Nikolai Dahl, in predicting "it will be a masterpiece," has been proven quite right. Of course, the solo part is overwhelming and virtuosic, but that is only the outside. Below that, the piece has much more to offer. For example, the first movement has a classical sonata form, where Rachmaninov has soloist and orchestra move through the exposition-through-reprise in a very surprising way. With which he proved that he was not only a virtuoso pianist, but also a great composer.
American symphony
One of the most famous composers in Europe, Antonín Dvořák came to the United States in 1892 to assume the leadership of the New York Conservatory of Music. Homesickness drove him back to the Czech Republic after a few years, but he did take with him a wealth of musical impressions that he incorporated into his Ninth Symphony aptly titled "From the New World. There is a bit of everything to be heard. Most European still was the "Yankee" folk music, mostly inspired by the folk melodies of England, Scotland and Ireland. But he was also fascinated by the music of the natives. He even owned Theodor Baker's book Über die Musik der Nordamerikanischen Wilden and visited a Buffalo Bill-style show a few times with cowboys and Indians fighting each other. But he was most impressed by the spirituals he came into contact with through some conservatory students. The famous Largo with the alto oboe solo seems to have been inspired by them, so much so that it was later given a tuneful religious text and took on a life of its own as a true Negro spiritual. But whether it is really so American-tinged? Czech musicologists once examined it more closely and suspect that it may have been derived from a Bohemian lullaby. The beloved homeland apparently never lost sight of Dvořák.
Kees Wisse
Fun Facts
Antonín Dvořák (Nelahozeves, Sept. 8, 1841 - Prague, May 1, 1904)

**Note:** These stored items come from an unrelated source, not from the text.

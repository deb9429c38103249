// HTTP sensor endpoint implementation
use crate::application::data_source::SensorDataSource;
use crate::domain::sensor::{Column, DeviceReadings};
use anyhow::{Context, Result};
use async_trait::async_trait;
use chrono::{DateTime, SecondsFormat, Utc};
use std::time::Duration;

#[derive(Debug, Clone)]
pub struct HttpSensorSource {
    base_url: String,
    client: reqwest::Client,
}

impl HttpSensorSource {
    pub fn new(base_url: String, timeout: Duration) -> Result<Self> {
        let client = reqwest::Client::builder()
            .timeout(timeout)
            .build()
            .context("Failed to build HTTP client")?;

        Ok(Self {
            base_url: base_url.trim_end_matches('/').to_string(),
            client,
        })
    }

    fn series_url(&self, series: &str) -> String {
        format!("{}/{}", self.base_url, urlencoding::encode(series))
    }

    fn query_params(
        start: DateTime<Utc>,
        end: DateTime<Utc>,
        columns: &[Column],
    ) -> Vec<(&'static str, String)> {
        let columns = columns
            .iter()
            .map(|c| c.key())
            .collect::<Vec<_>>()
            .join(",");

        vec![
            ("start", start.to_rfc3339_opts(SecondsFormat::Millis, true)),
            ("end", end.to_rfc3339_opts(SecondsFormat::Millis, true)),
            ("columns", columns),
        ]
    }
}

#[async_trait]
impl SensorDataSource for HttpSensorSource {
    async fn fetch_series(
        &self,
        series: &str,
        start: DateTime<Utc>,
        end: DateTime<Utc>,
        columns: &[Column],
    ) -> Result<DeviceReadings> {
        let url = self.series_url(series);
        tracing::debug!("Fetching {} from {} to {}", url, start, end);

        let response = self
            .client
            .get(&url)
            .query(&Self::query_params(start, end, columns))
            .header("Accept", "application/json")
            .send()
            .await
            .context("Failed to send request to sensor endpoint")?;

        if !response.status().is_success() {
            let status = response.status();
            let body = response.text().await.unwrap_or_default();
            anyhow::bail!("Sensor endpoint returned {}: {}", status, body.trim());
        }

        let readings = response
            .json::<DeviceReadings>()
            .await
            .context("Failed to parse sensor endpoint response")?;

        tracing::debug!(
            "Got {} samples for {} ({})",
            readings.sensor_data.len(),
            series,
            readings.address
        );
        Ok(readings)
    }
}
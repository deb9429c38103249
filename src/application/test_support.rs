// In-memory sensor source for service and instance tests
use crate::application::data_source::SensorDataSource;
use crate::application::renderer::Renderer;
use crate::domain::chart::RenderFrame;
use crate::domain::sensor::{Column, DeviceReadings, Sample};
use async_trait::async_trait;
use chrono::{DateTime, TimeDelta, Utc};
use std::collections::VecDeque;
use std::sync::{Arc, Mutex};
use tokio::sync::Semaphore;

#[derive(Debug, Clone)]
pub struct FetchCall {
    pub series: String,
    pub start: DateTime<Utc>,
    pub end: DateTime<Utc>,
    pub columns: Vec<Column>,
}

/// Readings for `column`, one per hour, the last one at `now`
pub fn readings(now: DateTime<Utc>, column: Column, values: &[f64]) -> DeviceReadings {
    let count = values.len() as i64;
    let sensor_data = values
        .iter()
        .enumerate()
        .map(|(i, v)| Sample::new(now - TimeDelta::hours(count - 1 - i as i64)).with(column, *v))
        .collect();
    DeviceReadings {
        address: "C4:7C:8D:6A:12:34".to_string(),
        sensor_data,
    }
}

/// Answers queued responses first, then `fallback` forever.
///
/// When gated, every fetch consumes one semaphore permit before answering,
/// so a test can hold a redraw in flight.
pub struct FakeSource {
    fallback: DeviceReadings,
    queued: Mutex<VecDeque<anyhow::Result<DeviceReadings>>>,
    calls: Mutex<Vec<FetchCall>>,
    gate: Option<Arc<Semaphore>>,
}

impl FakeSource {
    pub fn new(fallback: DeviceReadings) -> Self {
        Self {
            fallback,
            queued: Mutex::new(VecDeque::new()),
            calls: Mutex::new(Vec::new()),
            gate: None,
        }
    }

    pub fn gated(mut self, gate: Arc<Semaphore>) -> Self {
        self.gate = Some(gate);
        self
    }

    pub fn push_err(&self, message: &str) {
        self.queued
            .lock()
            .unwrap()
            .push_back(Err(anyhow::anyhow!(message.to_string())));
    }

    pub fn calls(&self) -> Vec<FetchCall> {
        self.calls.lock().unwrap().clone()
    }
}

#[async_trait]
impl SensorDataSource for FakeSource {
    async fn fetch_series(
        &self,
        series: &str,
        start: DateTime<Utc>,
        end: DateTime<Utc>,
        columns: &[Column],
    ) -> anyhow::Result<DeviceReadings> {
        self.calls.lock().unwrap().push(FetchCall {
            series: series.to_string(),
            start,
            end,
            columns: columns.to_vec(),
        });

        if let Some(gate) = &self.gate {
            gate.acquire().await?.forget();
        }

        let next = self.queued.lock().unwrap().pop_front();
        next.unwrap_or_else(|| Ok(self.fallback.clone()))
    }
}

/// Renderer that keeps every frame it was asked to draw
#[derive(Clone, Default)]
pub struct RecordingRenderer {
    frames: Arc<Mutex<Vec<RenderFrame>>>,
}

impl RecordingRenderer {
    pub fn frames(&self) -> Vec<RenderFrame> {
        self.frames.lock().unwrap().clone()
    }
}

impl Renderer for RecordingRenderer {
    fn draw(&mut self, frame: &RenderFrame) {
        self.frames.lock().unwrap().push(frame.clone());
    }
}
// Sensor reading domain models
use crate::domain::error::ChartError;
use chrono::{DateTime, NaiveDateTime, Utc};
use serde::{de, Deserialize, Deserializer, Serialize};
use std::fmt;
use std::str::FromStr;

/// A plottable sensor field.
#[derive(Debug, Clone, Copy, Default, PartialEq, Eq, Hash, Serialize, Deserialize)]
#[serde(rename_all = "camelCase")]
pub enum Column {
    #[default]
    Temperature,
    Humidity,
    Pressure,
    AccelerationX,
    AccelerationY,
    AccelerationZ,
    Voltage,
    TxPower,
}

impl Column {
    pub const ALL: [Column; 8] = [
        Column::Temperature,
        Column::Humidity,
        Column::Pressure,
        Column::AccelerationX,
        Column::AccelerationY,
        Column::AccelerationZ,
        Column::Voltage,
        Column::TxPower,
    ];

    /// Name used on the wire and in query strings
    pub fn key(self) -> &'static str {
        match self {
            Column::Temperature => "temperature",
            Column::Humidity => "humidity",
            Column::Pressure => "pressure",
            Column::AccelerationX => "accelerationX",
            Column::AccelerationY => "accelerationY",
            Column::AccelerationZ => "accelerationZ",
            Column::Voltage => "voltage",
            Column::TxPower => "txPower",
        }
    }

    /// Display unit drawn next to the value axis
    pub fn unit(self) -> &'static str {
        match self {
            Column::Temperature => "°C",
            Column::Humidity => "%",
            Column::Pressure => "hPa",
            Column::AccelerationX | Column::AccelerationY | Column::AccelerationZ => "g",
            Column::Voltage => "V",
            Column::TxPower => "dBm",
        }
    }
}

impl fmt::Display for Column {
    fn fmt(&self, f: &mut fmt::Formatter<'_>) -> fmt::Result {
        f.write_str(self.key())
    }
}

impl FromStr for Column {
    type Err = ChartError;

    fn from_str(s: &str) -> Result<Self, Self::Err> {
        Column::ALL
            .into_iter()
            .find(|c| c.key() == s)
            .ok_or_else(|| ChartError::InvalidColumn(s.to_string()))
    }
}

/// One reading as delivered by the sensor endpoint.
///
/// Every value is optional: older tags do not report acceleration, and the
/// endpoint emits `null` for fields a sample lacks.
#[derive(Debug, Clone, PartialEq, Deserialize)]
#[serde(rename_all = "camelCase")]
pub struct Sample {
    #[serde(deserialize_with = "deserialize_time")]
    pub time: DateTime<Utc>,
    #[serde(default)]
    pub temperature: Option<f64>,
    #[serde(default)]
    pub humidity: Option<f64>,
    #[serde(default)]
    pub pressure: Option<f64>,
    #[serde(default)]
    pub acceleration_x: Option<f64>,
    #[serde(default)]
    pub acceleration_y: Option<f64>,
    #[serde(default)]
    pub acceleration_z: Option<f64>,
    #[serde(default)]
    pub voltage: Option<f64>,
    #[serde(default)]
    pub tx_power: Option<f64>,
}

impl Sample {
    pub fn value(&self, column: Column) -> Option<f64> {
        match column {
            Column::Temperature => self.temperature,
            Column::Humidity => self.humidity,
            Column::Pressure => self.pressure,
            Column::AccelerationX => self.acceleration_x,
            Column::AccelerationY => self.acceleration_y,
            Column::AccelerationZ => self.acceleration_z,
            Column::Voltage => self.voltage,
            Column::TxPower => self.tx_power,
        }
    }
}

#[cfg(test)]
impl Sample {
    pub fn new(time: DateTime<Utc>) -> Self {
        Self {
            time,
            temperature: None,
            humidity: None,
            pressure: None,
            acceleration_x: None,
            acceleration_y: None,
            acceleration_z: None,
            voltage: None,
            tx_power: None,
        }
    }

    pub fn with(mut self, column: Column, value: f64) -> Self {
        *self.slot(column) = Some(value);
        self
    }

    fn slot(&mut self, column: Column) -> &mut Option<f64> {
        match column {
            Column::Temperature => &mut self.temperature,
            Column::Humidity => &mut self.humidity,
            Column::Pressure => &mut self.pressure,
            Column::AccelerationX => &mut self.acceleration_x,
            Column::AccelerationY => &mut self.acceleration_y,
            Column::AccelerationZ => &mut self.acceleration_z,
            Column::Voltage => &mut self.voltage,
            Column::TxPower => &mut self.tx_power,
        }
    }
}

/// Samples ordered by non-decreasing time
#[derive(Debug, Clone, Default, PartialEq)]
pub struct Series {
    samples: Vec<Sample>,
}

impl Series {
    pub fn new(mut samples: Vec<Sample>) -> Self {
        // Stable, so samples sharing a timestamp keep their delivery order
        samples.sort_by_key(|s| s.time);
        Self { samples }
    }

    pub fn is_empty(&self) -> bool {
        self.samples.is_empty()
    }

    pub fn len(&self) -> usize {
        self.samples.len()
    }

    pub fn samples(&self) -> &[Sample] {
        &self.samples
    }

    /// Finite values of `column`; missing and NaN readings are skipped.
    pub fn values(&self, column: Column) -> impl Iterator<Item = f64> + '_ {
        self.samples
            .iter()
            .filter_map(move |s| s.value(column))
            .filter(|v| v.is_finite())
    }
}

impl From<Vec<Sample>> for Series {
    fn from(samples: Vec<Sample>) -> Self {
        Self::new(samples)
    }
}

/// Payload returned by the sensor endpoint for one device
#[derive(Debug, Clone, Deserialize)]
#[serde(rename_all = "camelCase")]
pub struct DeviceReadings {
    #[serde(default)]
    pub address: String,
    #[serde(default)]
    pub sensor_data: Vec<Sample>,
}

#[derive(Deserialize)]
#[serde(untagged)]
enum WireTime {
    Millis(i64),
    Text(String),
}

fn deserialize_time<'de, D>(deserializer: D) -> Result<DateTime<Utc>, D::Error>
where
    D: Deserializer<'de>,
{
    match WireTime::deserialize(deserializer)? {
        WireTime::Millis(ms) => DateTime::from_timestamp_millis(ms)
            .ok_or_else(|| de::Error::custom(format!("timestamp {} out of range", ms))),
        WireTime::Text(text) => parse_time(&text)
            .ok_or_else(|| de::Error::custom(format!("unrecognized time `{}`", text))),
    }
}

/// Accepts RFC 3339, or a naive ISO timestamp which is taken as UTC.
fn parse_time(text: &str) -> Option<DateTime<Utc>> {
    if let Ok(time) = DateTime::parse_from_rfc3339(text) {
        return Some(time.with_timezone(&Utc));
    }
    ["%Y-%m-%dT%H:%M:%S%.f", "%Y-%m-%d %H:%M:%S%.f"]
        .iter()
        .find_map(|fmt| NaiveDateTime::parse_from_str(text, fmt).ok())
        .map(|naive| naive.and_utc())
}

In his old age, Dvořák became a member of the Austrian Senate. On May 14, 1901, he accepted this honorary job, attended a meeting, took all the pencils from his desk because they were perfect for composing and never showed up again.
Nice to know
Dvorák was a great train enthusiast. He could spend hours at the train station in Prague and knew all the departure times by heart. In the United States, he developed new passions: steamships and pigeons.
One Minute Symphony
Irish composition student Rose Connolly was inspired for her One Minute Symphony by the moments when she flies over Scheveningen to Ireland and vice versa. She experiences homesickness with each trip and this gives her a melancholic feeling. The view of Scheveningen slowly turns into a surreal environment of clouds. This image fascinates her and her feeling of homesickness disappears. She wants to combine the combination of melancholy and the surrealistic clouds in her One Minute Symphony.